What functionalities can you add to the app using on-device computation?
On-device speech recognition: In the good old days, developers struggled with speech recognition because of delays in the response time but now speech recognition can be done using on-device computation. It makes the whole process of giving commands to the assistant more natural and fast. Google Pixel phones can even present subtitles of podcasts, videos, and music without an internet connection taking the user experience to the next level.
Image enhancing: Smartphones are now performing better than DSLRs in low lighting thanks to machine algorithms that enhance the image quality. By training neural networks on a large number of images, algorithms know how to enhance images according to given conditions.

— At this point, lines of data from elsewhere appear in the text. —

use anyhow::{bail, format_err, Context, Error};
use flate2::bufread::MultiGzDecoder;
use scan_types::ExpressionMatrix;
use sprs::{CsMat, TriMat};
use std::fs::File;
use std::io::{BufRead, BufReader};
use std::path::Path;

/// Open a text file, transparently decompressing it when the name ends in `.gz`.
pub(crate) fn open_text(path: &Path) -> Result<Box<dyn BufRead>, Error> {
    let file = BufReader::new(File::open(path).with_context(|| path.display().to_string())?);
    if path.extension().is_some_and(|e| e == "gz") {
        Ok(Box::new(BufReader::new(MultiGzDecoder::new(file))))
    } else {
        Ok(Box::new(file))
    }
}

/// Load a genes x cells CSR matrix from (optionally gzipped) MatrixMarket coordinate format
pub fn load_mtx(path: impl AsRef<Path>) -> Result<CsMat<f64>, Error> {
    let path = path.as_ref();
    let mut mat: Option<TriMat<f64>> = None;

    for (lineno, line) in open_text(path)?.lines().enumerate() {
        let line = line.with_context(|| path.display().to_string())?;
        if line.starts_with('%') || line.trim().is_empty() {
            continue;
        }
        let mut data = line.split_whitespace();
        match mat.as_mut() {
            None => {
                let nrow = data.next().ok_or_else(|| format_err!("no NROW"))?.parse::<usize>()?;
                let ncol = data.next().ok_or_else(|| format_err!("no NCOL"))?.parse::<usize>()?;
                let nnz = data.next().ok_or_else(|| format_err!("no NNZ"))?.parse::<usize>()?;
                mat = Some(TriMat::with_capacity((nrow, ncol), nnz));
            }
            Some(m) => {
                let row = data.next().ok_or_else(|| format_err!("missing ROW"))?.parse::<usize>()?;
                let col = data.next().ok_or_else(|| format_err!("missing COL"))?.parse::<usize>()?;
                let val = data.next().ok_or_else(|| format_err!("missing VAL"))?.parse::<f64>()?;
                if row == 0 || col == 0 || row > m.rows() || col > m.cols() {
                    bail!(
                        "{}:{}: entry ({}, {}) outside a {} x {} matrix",
                        path.display(),
                        lineno + 1,
                        row,
                        col,
                        m.rows(),
                        m.cols()
                    );
                }
                m.add_triplet(row - 1, col - 1, val);
            }
        }
    }

    let Some(matrix) = mat else { bail!("no matrix found in {}", path.display()) };
    Ok(matrix.to_csr())
}

fn read_lines(path: &Path) -> Result<Vec<String>, Error> {
    let mut lines = Vec::new();
    for line in open_text(path)?.lines() {
        let line = line.with_context(|| path.display().to_string())?;
        if !line.trim().is_empty() {
            lines.push(line);
        }
    }
    Ok(lines)
}

/// Load a Cell Ranger style matrix directory holding `matrix.mtx.gz`, `features.tsv.gz`
/// (id, name, type; tab separated) and `barcodes.tsv.gz`.
pub fn load_expression_matrix(dir: impl AsRef<Path>) -> Result<ExpressionMatrix, Error> {
    let dir = dir.as_ref();
    let matrix = load_mtx(dir.join("matrix.mtx.gz"))?;
    let barcodes = read_lines(&dir.join("barcodes.tsv.gz"))?
        .into_iter()
        .map(|l| l.trim().to_string())
        .collect();
    let (feature_ids, feature_names) = read_lines(&dir.join("features.tsv.gz"))?
        .into_iter()
        .map(|l| {
            let mut fields = l.split('\t');
            let id = fields.next().unwrap_or_default().to_string();
            let name = fields.next().map_or_else(|| id.clone(), ToString::to_string);
            (id, name)
        })
        .unzip();
    let name = dir
        .file_name()
        .map(|n| n.to_string_lossy().into_owned())
        .unwrap_or_default();
    ExpressionMatrix::new(name, barcodes, feature_ids, feature_names, matrix)
        .with_context(|| format!("loading {}", dir.display()))
}
//! CSV input and output for cluster assignments and curation reports

use crate::markers::MarkerPairStats;
use crate::merge_clusters::MergeEvent;
use crate::mtx::open_text;
use anyhow::{format_err, Context, Error};
use flate2::write::GzEncoder;
use flate2::Compression;
use scan_types::{ClusterAssignment, ClusterLabel};
use std::fmt::Display;
use std::fs::File;
use std::io::{BufWriter, Write};
use std::path::Path;

fn create_text(path: &Path) -> Result<Box<dyn Write>, Error> {
    let file = BufWriter::new(File::create(path).with_context(|| path.display().to_string())?);
    if path.extension().is_some_and(|e| e == "gz") {
        Ok(Box::new(GzEncoder::new(file, Compression::default())))
    } else {
        Ok(Box::new(file))
    }
}

/// Read a `barcode,cluster` CSV with a header row, as written by Cell Ranger's `clusters.csv`.
pub fn read_assignment(path: impl AsRef<Path>) -> Result<ClusterAssignment, Error> {
    let path = path.as_ref();
    let mut reader = csv::ReaderBuilder::new()
        .has_headers(true)
        .trim(csv::Trim::All)
        .from_reader(open_text(path)?);
    let mut pairs = Vec::new();
    for (i, record) in reader.records().enumerate() {
        let record = record.with_context(|| path.display().to_string())?;
        let line = i + 2;
        let barcode = record
            .get(0)
            .filter(|b| !b.is_empty())
            .ok_or_else(|| format_err!("{}:{}: missing barcode", path.display(), line))?;
        let label = record
            .get(1)
            .ok_or_else(|| format_err!("{}:{}: missing cluster", path.display(), line))?
            .parse::<ClusterLabel>()
            .with_context(|| format!("{}:{}", path.display(), line))?;
        pairs.push((barcode.to_string(), label));
    }
    ClusterAssignment::from_pairs(pairs).with_context(|| path.display().to_string())
}

pub fn write_assignment<L: Ord + Clone + Display>(
    path: impl AsRef<Path>,
    assignment: &ClusterAssignment<L>,
) -> Result<(), Error> {
    let mut writer = csv::Writer::from_writer(create_text(path.as_ref())?);
    writer.write_record(["Barcode", "Cluster"])?;
    for (barcode, label) in assignment.iter() {
        writer.write_record([barcode.to_string(), label.to_string()])?;
    }
    writer.flush()?;
    Ok(())
}

/// One row per cluster pair.
pub fn write_pair_stats<L: Display>(path: impl AsRef<Path>, stats: &[MarkerPairStats<L>]) -> Result<(), Error> {
    let mut writer = csv::Writer::from_writer(create_text(path.as_ref())?);
    writer.write_record([
        "cl1",
        "cl2",
        "dex.count.AtoB",
        "dex.count.BtoA",
        "min.dex.count",
        "min.size",
    ])?;
    for s in stats {
        writer.write_record([
            s.cl1.to_string(),
            s.cl2.to_string(),
            s.dex_count_a_to_b.to_string(),
            s.dex_count_b_to_a.to_string(),
            s.min_dex_count.to_string(),
            s.min_size.to_string(),
        ])?;
    }
    writer.flush()?;
    Ok(())
}

/// One row per applied merge, in the order merges were applied.
pub fn write_merge_history<L: Display>(path: impl AsRef<Path>, merges: &[MergeEvent<L>]) -> Result<(), Error> {
    let mut writer = csv::Writer::from_writer(create_text(path.as_ref())?);
    writer.write_record(["pass", "from", "to", "reason", "min.size", "min.dex.count"])?;
    for m in merges {
        writer.write_record([
            m.pass.to_string(),
            m.directive.from.to_string(),
            m.directive.to.to_string(),
            m.reason.as_str().to_string(),
            m.min_size.to_string(),
            m.min_dex_count.to_string(),
        ])?;
    }
    writer.flush()?;
    Ok(())
}

#[cfg(test)]
mod test {
    use super::*;
    use crate::merge_clusters::{MergeDirective, MergeReason};

    #[test]
    fn test_assignment_csv() {
        let dir = tempfile::tempdir().unwrap();
        for name in ["clusters.csv", "clusters.csv.gz"] {
            let path = dir.path().join(name);
            let a = ClusterAssignment::new(
                vec!["AAA-1".to_string(), "CCC-1".to_string(), "GGG-1".to_string()],
                vec![ClusterLabel::Int(2), ClusterLabel::Name("T cells".to_string()), ClusterLabel::Int(10)],
            )
            .unwrap();
            write_assignment(&path, &a).unwrap();
            assert_eq!(read_assignment(&path).unwrap(), a);
        }
    }

    #[test]
    fn test_assignment_labels_kept_verbatim() {
        let dir = tempfile::tempdir().unwrap();
        let path = dir.path().join("clusters.csv");
        std::fs::write(&path, "Barcode,Cluster\nA,1\nB,01\nC,+1\nD,007\n").unwrap();
        let a = read_assignment(&path).unwrap();
        assert_eq!(a.num_clusters(), 4);
        assert_eq!(a.get("A"), Some(&ClusterLabel::Int(1)));

        let out = dir.path().join("out.csv");
        write_assignment(&out, &a).unwrap();
        assert_eq!(
            std::fs::read_to_string(&out).unwrap(),
            "Barcode,Cluster\nA,1\nB,01\nC,+1\nD,007\n"
        );
    }

    #[test]
    fn test_read_assignment_errors() {
        let dir = tempfile::tempdir().unwrap();
        let path = dir.path().join("dup.csv");
        std::fs::write(&path, "Barcode,Cluster\nA,1\nA,2\n").unwrap();
        assert!(read_assignment(&path).is_err());

        let path = dir.path().join("blank.csv");
        std::fs::write(&path, "Barcode,Cluster\nA,1\nB, \n").unwrap();
        let err = format!("{:#}", read_assignment(&path).unwrap_err());
        assert!(err.contains("blank.csv:3"));

        let path = dir.path().join("short.csv");
        std::fs::write(&path, "Barcode,Cluster\nA,1\nB\n").unwrap();
        assert!(read_assignment(&path).is_err());
    }

    #[test]
    fn test_reports() {
        let dir = tempfile::tempdir().unwrap();
        let stats = vec![MarkerPairStats {
            cl1: 1,
            cl2: 4,
            dex_count_a_to_b: 12,
            dex_count_b_to_a: 3,
            min_dex_count: 3,
            min_size: 40,
        }];
        let path = dir.path().join("pairs.csv");
        write_pair_stats(&path, &stats).unwrap();
        assert_eq!(
            std::fs::read_to_string(&path).unwrap(),
            "cl1,cl2,dex.count.AtoB,dex.count.BtoA,min.dex.count,min.size\n1,4,12,3,3,40\n"
        );

        let merges = vec![MergeEvent {
            pass: 1,
            directive: MergeDirective { from: 4, to: 1 },
            reason: MergeReason::Markers,
            min_size: 40,
            min_dex_count: 3,
        }];
        let path = dir.path().join("merges.csv");
        write_merge_history(&path, &merges).unwrap();
        assert_eq!(
            std::fs::read_to_string(&path).unwrap(),
            "pass,from,to,reason,min.size,min.dex.count\n1,4,1,markers,40,3\n"
        );
    }
}
// SPDX-License-Identifier: MPL-2.0
use iced_gallery::app::{self, Flags};
use std::path::PathBuf;
use tracing_subscriber::EnvFilter;

const HELP: &str = "\
iced_gallery - photo gallery with a full-screen viewer

USAGE:
  iced_gallery [OPTIONS] [DIRECTORY]

ARGS:
  [DIRECTORY]          Directory to browse (defaults to the current directory)

OPTIONS:
  --open INDEX         Open the viewer at the given zero-based position
  --config-dir PATH    Read settings.toml from PATH
  -h, --help           Print this help
";

fn main() -> iced::Result {
    tracing_subscriber::fmt()
        .with_env_filter(
            EnvFilter::try_from_default_env()
                .unwrap_or_else(|_| EnvFilter::new("iced_gallery=info")),
        )
        .init();

    let mut args = pico_args::Arguments::from_env();
    if args.contains(["-h", "--help"]) {
        print!("{HELP}");
        return Ok(());
    }

    let open_index = args.opt_value_from_str::<_, usize>("--open").unwrap_or_else(|err| {
        tracing::warn!(%err, "ignoring --open");
        None
    });
    let config_dir = args
        .opt_value_from_str::<_, String>("--config-dir")
        .unwrap_or_else(|err| {
            tracing::warn!(%err, "ignoring --config-dir");
            None
        });
    let directory = args
        .finish()
        .into_iter()
        .next()
        .map(PathBuf::from);

    app::run(Flags {
        directory,
        open_index,
        config_dir,
    })
}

On-device image recognition: Want to translate an image from a language? Using image recognition in your smartphone you can easily and accurately translate almost any language using machine learning. These days image recognition is also being used to tell users about the ingredients and nutritional value of the food.
Enhanced security and privacy: Modern chips in smartphones eliminate the need to send biometric data to the cloud for user authentication. Apple’s bionic chip can do user verification using facial recognition algorithms. It stores facial data on the chip which drastically improves security and reduces privacy leak risks. Google’s face unlock technology also stores facial information on chips and uses it for user verification.